Trade is so critical to the health of the Canadian economy.
With vast natural resources, millions of acres of farmland, and a growing technology sector, Canada is open for business in the global trade arena.
But are we really up to the opportunity in front of us as a nation?
Some believe that change is needed if we are to truly reach our trade potential.
I tend to agree.
In July 2021, Meena Aier, senior research economist at Export Development Canada Development Canada published a research paper evaluating Canada’s current performance on trade. Although much of the report focuses on opportunities for improvement by country and not industry, there are some notes and items that agriculture should be aware of:
- Canada can expand trade with the U.S. and China, as both markets are underperforming relative to the author’s calculated potential. Canada’s market share in the U.S. is expected to continue to decline even though the total trade can still grow.
- Canada will need to refocus efforts on India and South Korea over the next decade if it wants to diversify from the U.S. and China.
- Emerging markets cannot be ignored. As Canada’s share of trade to the U.S. and UK declines, countries such as Indonesia will become increasingly important.
The report is quite thorough and supports what many in the agricultural industry are expressing concerns about.
In a recent column submitted to RealAgriculture, Protein Industries Canada CEO William Greuel notes “Canada needs to stop being comfortable. We often talk about Canada taking our place atop the podium as the most reliable and preferred supplier of safe, nutritious food. I fully believe that we can get there – and that we deserve to be there – but we won’t get there by doing what we have always done.”
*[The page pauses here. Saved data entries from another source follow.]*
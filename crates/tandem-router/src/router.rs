// SPDX-FileCopyrightText: 2026 Tandem Contributors
// SPDX-License-Identifier: MIT OR Apache-2.0

//! Per-turn backend selection.
//!
//! Precedence: explicit tag > word-count override > complexity classifier.
//! The result is resolved once per turn, before any side effect begins.

use std::sync::Arc;

use tracing::info;

use tandem_config::model::RoutingConfig;
use tandem_core::TandemError;
use tandem_core::types::{Backend, RoutingDecision};
use tandem_local::LocalAdapter;

use crate::classifier::ComplexityClassifier;
use crate::tags::{BackendTags, word_count};

/// Why a backend was chosen.
#[derive(Debug, Clone, PartialEq)]
pub enum RouteChoice {
    /// The user named a backend with a tag.
    Explicit { backend: Backend },
    /// The prompt is longer than the word threshold.
    WordCount { words: usize, threshold: usize },
    /// The complexity classifier decided.
    Classified {
        backend: Backend,
        score: Option<u8>,
        explanation: String,
    },
}

impl RouteChoice {
    pub fn backend(&self) -> Backend {
        match self {
            RouteChoice::Explicit { backend } | RouteChoice::Classified { backend, .. } => *backend,
            RouteChoice::WordCount { .. } => Backend::Remote,
        }
    }

    /// Human-readable reason for the choice.
    pub fn reason(&self) -> String {
        match self {
            RouteChoice::Explicit { backend } => {
                format!("Explicitly requested the {backend} model")
            }
            RouteChoice::WordCount { threshold, .. } => format!(
                "Prompt exceeds {threshold} words, using the remote model for better handling of long prompts"
            ),
            RouteChoice::Classified { explanation, .. } => explanation.clone(),
        }
    }

    pub fn to_decision(&self) -> RoutingDecision {
        RoutingDecision {
            use_remote: self.backend() == Backend::Remote,
            reason: self.reason(),
        }
    }
}

/// A routed turn: the choice plus the text to forward to the backend.
#[derive(Debug, Clone, PartialEq)]
pub struct Route {
    pub choice: RouteChoice,
    /// The input with any backend tag removed.
    pub text: String,
}

/// Selects a backend for each user turn.
pub struct ModelRouter {
    tags: BackendTags,
    word_threshold: usize,
    classifier: ComplexityClassifier,
}

impl ModelRouter {
    pub fn new(local: Arc<LocalAdapter>, config: &RoutingConfig) -> Self {
        Self {
            tags: BackendTags::new(config.remote_tag.clone(), config.local_tag.clone()),
            word_threshold: config.word_threshold,
            classifier: ComplexityClassifier::new(local, config),
        }
    }

    /// Route `raw` user input.
    ///
    /// Fails only when classification is needed and the local engine is not
    /// ready.
    pub async fn route(&self, raw: &str) -> Result<Route, TandemError> {
        if let Some((backend, text)) = self.tags.detect(raw) {
            info!(%backend, "explicit backend tag");
            return Ok(Route {
                choice: RouteChoice::Explicit { backend },
                text,
            });
        }

        let text = raw.trim().to_string();
        let words = word_count(raw);
        if words > self.word_threshold {
            info!(words, threshold = self.word_threshold, "long prompt, routing remote");
            return Ok(Route {
                choice: RouteChoice::WordCount {
                    words,
                    threshold: self.word_threshold,
                },
                text,
            });
        }

        let classification = self.classifier.classify(raw).await?;
        let backend = if classification.use_remote {
            Backend::Remote
        } else {
            Backend::Local
        };
        info!(%backend, score = ?classification.score, "prompt classified");
        Ok(Route {
            choice: RouteChoice::Classified {
                backend,
                score: classification.score,
                explanation: classification.explanation,
            },
            text,
        })
    }
}

#[cfg(test)]
mod tests {
    use super::*;
    use tandem_test_utils::{MockEngine, MockReply};

    fn router_with(engine: Option<Arc<MockEngine>>) -> ModelRouter {
        let local = Arc::new(LocalAdapter::with_settings("sys", 0.7, 1000));
        if let Some(engine) = engine {
            local.install(engine).unwrap();
        }
        ModelRouter::new(local, &RoutingConfig::default())
    }

    fn scoring(score: u8) -> Arc<MockEngine> {
        Arc::new(MockEngine::with_replies([MockReply::text(format!(
            r#"{{"score": {score}, "explanation": "scored {score}"}}"#
        ))]))
    }

    #[tokio::test]
    async fn tag_skips_classification() {
        let engine = scoring(1);
        let router = router_with(Some(engine.clone()));
        let route = router.route("hello @Remote there").await.unwrap();
        assert_eq!(route.choice, RouteChoice::Explicit { backend: Backend::Remote });
        assert_eq!(route.text, "hello there");
        assert!(engine.requests().is_empty());
    }

    #[tokio::test]
    async fn tag_works_before_engine_is_ready() {
        let router = router_with(None);
        let route = router.route("@local hi").await.unwrap();
        assert_eq!(route.choice.backend(), Backend::Local);
        assert_eq!(route.text, "hi");
    }

    #[tokio::test]
    async fn long_prompt_routes_remote_without_classifier() {
        let engine = scoring(1);
        let router = router_with(Some(engine.clone()));
        let prompt = vec!["word"; 101].join(" ");
        let route = router.route(&prompt).await.unwrap();
        assert_eq!(route.choice.backend(), Backend::Remote);
        assert!(matches!(route.choice, RouteChoice::WordCount { words: 101, threshold: 100 }));
        assert!(route.choice.reason().contains("exceeds 100 words"));
        assert!(engine.requests().is_empty());
    }

    #[tokio::test]
    async fn long_prompt_wins_over_unready_engine() {
        let router = router_with(None);
        let prompt = vec!["word"; 150].join(" ");
        assert_eq!(router.route(&prompt).await.unwrap().choice.backend(), Backend::Remote);
    }

    #[tokio::test]
    async fn exactly_threshold_words_is_classified() {
        let engine = scoring(4);
        let router = router_with(Some(engine.clone()));
        let prompt = vec!["word"; 100].join(" ");
        let route = router.route(&prompt).await.unwrap();
        assert!(matches!(route.choice, RouteChoice::Classified { .. }));
        assert_eq!(engine.requests().len(), 1);
    }

    #[tokio::test]
    async fn classifier_decides_short_prompts() {
        let router = router_with(Some(scoring(4)));
        let route = router.route("  design a cache  ").await.unwrap();
        assert_eq!(route.text, "design a cache");
        let decision = route.choice.to_decision();
        assert!(decision.use_remote);
        assert_eq!(decision.reason, "scored 4");

        let router = router_with(Some(scoring(2)));
        let route = router.route("hi").await.unwrap();
        assert_eq!(
            route.choice,
            RouteChoice::Classified {
                backend: Backend::Local,
                score: Some(2),
                explanation: "scored 2".to_string(),
            }
        );
    }

    #[tokio::test]
    async fn classifier_fallback_routes_local() {
        let engine = Arc::new(MockEngine::with_replies([MockReply::text("no idea")]));
        let router = router_with(Some(engine));
        let route = router.route("hi").await.unwrap();
        assert_eq!(route.choice.backend(), Backend::Local);
        assert!(!route.choice.to_decision().use_remote);
    }

    #[tokio::test]
    async fn unready_engine_fails_classification() {
        let router = router_with(None);
        let err = router.route("hi").await.unwrap_err();
        assert!(matches!(err, TandemError::EngineNotReady));
    }
}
In the analysis of Canada’s trade with the United States alone, the picture is telling. Whether it’s the luck of proximity to the United States or the export advantage of the Canadian Dollar, we are rather complacent.
David Parkinson of The Globe & Mail describes Canada’s trade performance and over-reliance with the United States “a bit like living above an ice cream store. It’s convenient, it’s filling, but it’s an invitation to unhealthy overindulgence. It’s left us looking increasingly out of shape.”
The Canadian Agri-Food Trade Association published recommendations for changes to improve Canadian trade back in April. Claire Citeau, CAFTA executive director, discussed with me in an interview the need for Canada to demonstrate a clear commitment to rules-based trade. One of the suggestions is that Canada create a Chief of Trade Implementation at Global Affairs Canada.
Canada has a trade minister in cabinet, but that person is a politician who tends to lack technical knowledge and instead focuses more on trade promotion rather than implementation and execution. In comparison, the President of the United States appoints a United States Trade Representative (USTR) who has a strong technical background and experience in trade. In fact, the USTR has a chief agricultural negotiator to focus on expanding and implementing trade for agricultural goods.
Regarding EDC’s conclusion that Canada underperforms in our largest traditional trading zones, there is an agricultural example that supports it.
During the NAFTA renegotiation that was initiated by the Trump administration, agriculture focused on keeping what they had instead of talking about expanding trade between the three countries. Whether it was dairy, poultry, beef, pork or any other commodity, agriculture was on defense instead of looking to expand its presence.
Greuel argues that Canada needs to rely less on raw commodities and forge a new era of trade growth through value-added products. “Our ingredient- and food-processing capacity is declining as we are watching the global explosion of plant-based foods. We need a course correction,” he writes.
The EDC findings would agree and suggest Canada re-evaluate its export basket, “which is rich in primary commodities but lags other advanced economies in value-added.”
There are common opinions on the constraints that diminish agriculture’s trade potential. They are also likely common in other sectors having these same discussions. Whether it is lack of implementation, too heavily focused on the United States and not on emerging markets, or enforcing current trade agreements, the regulatory system needs to drive success and not deter it. There needs to be an intellectual commitment to change.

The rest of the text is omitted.